/scpca-nf

scpca-nf is the Nextflow workflow for processing Single-cell Pediatric Cancer Atlas Portal data

Primary LanguageRBSD 3-Clause "New" or "Revised" LicenseBSD-3-Clause

scpca-nf

This repository holds a Nextflow workflow (scpca-nf) that is used to process 10X single-cell data as part of the Single-cell Pediatric Cancer Atlas (ScPCA) project. All dependencies for the workflow outside of the Nextflow workflow engine itself are handled automatically; setup generally requires only organizing the input files and configuring Nextflow for your computing environment. Nextflow will also handle parallelizing sample processing as allowed by your environment, minimizing total run time.

The workflow processes fastq files from single-cell and single-nuclei RNA-seq samples using alevin-fry to create gene by cell matrices. The workflow outputs gene expression data in two formats: as SingleCellExperiment objects and as AnnData objects. Reads from samples are aligned using selective alignment, to an index with transcripts corresponding to spliced cDNA and to intronic regions, denoted by alevin-fry as splici.
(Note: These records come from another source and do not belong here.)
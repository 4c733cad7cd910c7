//! Reads raw filesystem attributes for a single path.

use super::error::{CoreError, CoreResult};
use crate::utils::file_detection::split_extension;
use crate::utils::format::{format_permissions, format_size, format_timestamp};
use chrono::{DateTime, Local};
use serde::{Deserialize, Serialize};
use std::fmt;
use std::fs;
use std::io;
use std::path::{Path, PathBuf};
use std::time::SystemTime;

/// Whether an entry is a directory or anything else.
#[derive(Debug, Clone, Copy, PartialEq, Eq, Hash, Serialize, Deserialize)]
pub enum EntryKind {
    File,
    Directory,
}

impl EntryKind {
    pub fn is_dir(self) -> bool {
        matches!(self, EntryKind::Directory)
    }
}

/// A metadata value that may be missing for two different reasons.
///
/// `Unknown` means the value could not be read (for example the entry is a
/// broken symlink); `Unsupported` means the host platform has no such field.
#[derive(Debug, Clone, Copy, PartialEq, Eq, Serialize, Deserialize)]
#[serde(tag = "state", content = "value", rename_all = "camelCase")]
pub enum Field<T> {
    Known(T),
    Unknown,
    Unsupported,
}

impl<T> Field<T> {
    pub fn known(&self) -> Option<&T> {
        match self {
            Field::Known(value) => Some(value),
            _ => None,
        }
    }

    pub fn is_known(&self) -> bool {
        matches!(self, Field::Known(_))
    }

    fn map<U>(self, f: impl FnOnce(T) -> U) -> Field<U> {
        match self {
            Field::Known(value) => Field::Known(f(value)),
            Field::Unknown => Field::Unknown,
            Field::Unsupported => Field::Unsupported,
        }
    }
}

impl<T: fmt::Display> fmt::Display for Field<T> {
    fn fmt(&self, f: &mut fmt::Formatter<'_>) -> fmt::Result {
        match self {
            Field::Known(value) => write!(f, "{}", value),
            Field::Unknown => f.write_str("N/A"),
            Field::Unsupported => f.write_str("Not available"),
        }
    }
}

/// Everything the browser knows about one filesystem entry.
///
/// Built fresh on every request; never cached.
#[derive(Debug, Clone, Serialize, Deserialize)]
pub struct EntryMetadata {
    pub name: String,
    pub path: PathBuf,
    pub kind: EntryKind,
    /// Raw byte count; sorting always uses this, never `size_display`.
    pub size: Field<u64>,
    pub size_display: String,
    pub created: Field<DateTime<Local>>,
    pub modified: Field<DateTime<Local>>,
    pub accessed: Field<DateTime<Local>>,
    pub permissions: Field<u32>,
    pub owner_uid: Field<u32>,
    pub group_gid: Field<u32>,
    pub device_id: Field<u64>,
    pub inode: Field<u64>,
    pub hard_links: Field<u64>,
    pub block_size: Field<u64>,
    pub blocks: Field<u64>,
    /// Extension with its leading dot; empty for directories.
    pub extension: String,
    /// Set when the entry exists in a listing but its attributes could not be read.
    pub error: Option<String>,
}

impl EntryMetadata {
    /// Name as shown in a listing, directories get a trailing slash.
    pub fn display_name(&self) -> String {
        match self.kind {
            EntryKind::Directory => format!("{}/", self.name),
            EntryKind::File => self.name.clone(),
        }
    }

    pub fn is_dir(&self) -> bool {
        self.kind.is_dir()
    }

    /// Multi-line summary in the layout of the info panel.
    pub fn summary(&self) -> String {
        let stamp = |field: &Field<DateTime<Local>>| field.map(|t| format_timestamp(&t)).to_string();
        let kind = match self.kind {
            EntryKind::Directory => "Folder",
            EntryKind::File => "File",
        };
        let extension = if self.extension.is_empty() {
            "N/A"
        } else {
            self.extension.as_str()
        };
        format!(
            "Name: {}\nFull Path: {}\nType: {}\nExtension: {}\nSize: {}\nCreated: {}\nModified: {}\nAccessed: {}\nPermissions: {}\nOwner UID: {}\nGroup GID: {}\nDevice ID: {}\nInode: {}\nLinks: {}\nBlock Size: {} bytes\nBlocks: {}",
            self.name,
            self.path.display(),
            kind,
            extension,
            self.size_display,
            stamp(&self.created),
            stamp(&self.modified),
            stamp(&self.accessed),
            self.permissions.map(format_permissions),
            self.owner_uid,
            self.group_gid,
            self.device_id,
            self.inode,
            self.hard_links,
            self.block_size,
            self.blocks,
        )
    }

    /// Builds a record for an entry whose attributes could not be read.
    fn unreadable(path: &Path, kind: EntryKind, message: String) -> Self {
        let name = base_name(path);
        // The name still says what the entry is, so filters and type sort can use it.
        let extension = match kind {
            EntryKind::Directory => String::new(),
            EntryKind::File => split_extension(&name).1,
        };
        Self {
            name,
            path: path.to_path_buf(),
            kind,
            size: Field::Unknown,
            size_display: "N/A".to_string(),
            created: Field::Unknown,
            modified: Field::Unknown,
            accessed: Field::Unknown,
            permissions: Field::Unknown,
            owner_uid: Field::Unknown,
            group_gid: Field::Unknown,
            device_id: Field::Unknown,
            inode: Field::Unknown,
            hard_links: Field::Unknown,
            block_size: Field::Unknown,
            blocks: Field::Unknown,
            extension,
            error: Some(message),
        }
    }
}

/// Reads the metadata of `path`, following symlinks.
pub fn read(path: &Path) -> CoreResult<EntryMetadata> {
    let md = fs::metadata(path).map_err(CoreError::io_at(path))?;
    Ok(from_fs_metadata(path, &md))
}

/// Like [`read`], but embeds a failure into the returned record instead of
/// returning it. Used for entries inside a listing.
pub fn read_or_mark(path: &Path) -> EntryMetadata {
    match read(path) {
        Ok(entry) => entry,
        Err(e) => {
            tracing::debug!("Could not read metadata for {:?}: {}", path, e);
            let message = match &e {
                CoreError::NotFound(_) | CoreError::PermissionDenied(_) => {
                    format!("Access Error: {}", e)
                }
                _ => format!("Info Error: {}", e),
            };
            EntryMetadata::unreadable(path, EntryKind::File, message)
        }
    }
}

fn from_fs_metadata(path: &Path, md: &fs::Metadata) -> EntryMetadata {
    let name = base_name(path);
    let kind = if md.is_dir() {
        EntryKind::Directory
    } else {
        EntryKind::File
    };
    let extension = match kind {
        EntryKind::Directory => String::new(),
        EntryKind::File => split_extension(&name).1,
    };
    let size = md.len();
    let unix = UnixFields::from_metadata(md);

    EntryMetadata {
        name,
        path: path.to_path_buf(),
        kind,
        size: Field::Known(size),
        size_display: format_size(size),
        created: timestamp(md.created()),
        modified: timestamp(md.modified()),
        accessed: timestamp(md.accessed()),
        permissions: unix.permissions,
        owner_uid: unix.owner_uid,
        group_gid: unix.group_gid,
        device_id: unix.device_id,
        inode: unix.inode,
        hard_links: unix.hard_links,
        block_size: unix.block_size,
        blocks: unix.blocks,
        extension,
        error: None,
    }
}

fn timestamp(result: io::Result<SystemTime>) -> Field<DateTime<Local>> {
    match result {
        Ok(time) => Field::Known(DateTime::<Local>::from(time)),
        Err(e) if e.kind() == io::ErrorKind::Unsupported => Field::Unsupported,
        Err(_) => Field::Unknown,
    }
}

fn base_name(path: &Path) -> String {
    path.file_name()
        .map(|n| n.to_string_lossy().into_owned())
        .unwrap_or_else(|| path.display().to_string())
}

struct UnixFields {
    permissions: Field<u32>,
    owner_uid: Field<u32>,
    group_gid: Field<u32>,
    device_id: Field<u64>,
    inode: Field<u64>,
    hard_links: Field<u64>,
    block_size: Field<u64>,
    blocks: Field<u64>,
}

impl UnixFields {
    #[cfg(unix)]
    fn from_metadata(md: &fs::Metadata) -> Self {
        use std::os::unix::fs::MetadataExt;
        Self {
            permissions: Field::Known(md.mode() & 0o777),
            owner_uid: Field::Known(md.uid()),
            group_gid: Field::Known(md.gid()),
            device_id: Field::Known(md.dev()),
            inode: Field::Known(md.ino()),
            hard_links: Field::Known(md.nlink()),
            block_size: Field::Known(md.blksize()),
            blocks: Field::Known(md.blocks()),
        }
    }

    #[cfg(not(unix))]
    fn from_metadata(md: &fs::Metadata) -> Self {
        // Only the read-only bit is portable.
        let permissions = if md.permissions().readonly() { 0o444 } else { 0o666 };
        Self {
            permissions: Field::Known(permissions),
            owner_uid: Field::Unsupported,
            group_gid: Field::Unsupported,
            device_id: Field::Unsupported,
            inode: Field::Unsupported,
            hard_links: Field::Unsupported,
            block_size: Field::Unsupported,
            blocks: Field::Unsupported,
        }
    }
}
mod cli;
mod shell;

use anyhow::Result;
use clap::Parser;
use tracing_subscriber::EnvFilter;

use file_catalog::config::AppConfig;

#[tokio::main]
async fn main() -> Result<()> {
    tracing_subscriber::fmt()
        .with_env_filter(EnvFilter::from_default_env())
        .with_writer(std::io::stderr)
        .init();

    let cli_args = cli::Cli::parse();
    let store = cli_args.config_store();
    let config = store.load().unwrap_or_else(|e| {
        tracing::warn!("Could not load config, using defaults: {}", e);
        AppConfig::default()
    });

    cli::run(cli_args.command, config, store).await
}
These matrices are filtered and additional processing is performed to calculate quality control statistics, create reduced-dimension transformations, assign cell types using both SingleR and CellAssign, and create output reports. scpca-nf can also process libraries with ADT tags (e.g., CITE-seq), multiplexed libraries (e.g., cell hashing), bulk RNA-seq, and spatial transcriptomics samples.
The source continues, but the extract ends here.